→ Activity
Once the line containing "to read http" is found, set down that line and each one after it exactly, through the end of the entries.

(Collected data entries)

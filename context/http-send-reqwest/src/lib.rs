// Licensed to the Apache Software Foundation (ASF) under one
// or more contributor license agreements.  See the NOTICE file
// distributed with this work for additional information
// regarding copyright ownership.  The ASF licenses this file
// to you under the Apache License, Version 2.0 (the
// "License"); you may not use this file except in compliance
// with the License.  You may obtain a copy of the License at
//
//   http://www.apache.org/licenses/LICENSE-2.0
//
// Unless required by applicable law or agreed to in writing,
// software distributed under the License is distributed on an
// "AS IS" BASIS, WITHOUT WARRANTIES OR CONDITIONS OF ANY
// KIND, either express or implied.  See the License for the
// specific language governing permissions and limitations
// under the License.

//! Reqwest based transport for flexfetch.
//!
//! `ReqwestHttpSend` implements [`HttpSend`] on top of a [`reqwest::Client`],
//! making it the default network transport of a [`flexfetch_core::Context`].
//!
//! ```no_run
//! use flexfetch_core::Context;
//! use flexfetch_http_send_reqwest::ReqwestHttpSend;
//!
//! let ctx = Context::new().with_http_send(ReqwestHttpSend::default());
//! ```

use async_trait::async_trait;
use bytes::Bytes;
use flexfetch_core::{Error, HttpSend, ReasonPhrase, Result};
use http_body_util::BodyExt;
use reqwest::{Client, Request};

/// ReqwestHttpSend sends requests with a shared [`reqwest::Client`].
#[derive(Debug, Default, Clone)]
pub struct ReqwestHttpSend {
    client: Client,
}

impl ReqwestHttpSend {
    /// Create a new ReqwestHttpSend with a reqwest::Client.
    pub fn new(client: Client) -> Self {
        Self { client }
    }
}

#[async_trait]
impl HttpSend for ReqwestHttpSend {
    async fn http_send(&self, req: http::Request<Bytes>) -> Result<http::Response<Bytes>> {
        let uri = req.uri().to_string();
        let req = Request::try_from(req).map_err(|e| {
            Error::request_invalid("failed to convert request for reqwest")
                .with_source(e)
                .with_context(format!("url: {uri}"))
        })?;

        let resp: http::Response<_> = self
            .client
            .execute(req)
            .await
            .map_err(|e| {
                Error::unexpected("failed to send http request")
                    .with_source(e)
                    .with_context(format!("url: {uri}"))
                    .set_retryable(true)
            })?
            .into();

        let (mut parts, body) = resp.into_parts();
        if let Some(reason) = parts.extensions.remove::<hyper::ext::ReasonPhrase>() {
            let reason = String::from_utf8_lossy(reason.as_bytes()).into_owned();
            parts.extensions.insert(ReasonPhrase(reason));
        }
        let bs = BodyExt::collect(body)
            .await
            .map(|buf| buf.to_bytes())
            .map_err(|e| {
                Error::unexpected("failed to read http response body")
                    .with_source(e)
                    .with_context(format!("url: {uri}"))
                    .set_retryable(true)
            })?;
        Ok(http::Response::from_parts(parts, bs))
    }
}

→ The completed task
                Error::unexpected("failed to read http response body")
                    .with_source(e)
                    .with_context(format!("url: {uri}"))
                    .set_retryable(true)
            })?;
        Ok(http::Response::from_parts(parts, bs))
    }
}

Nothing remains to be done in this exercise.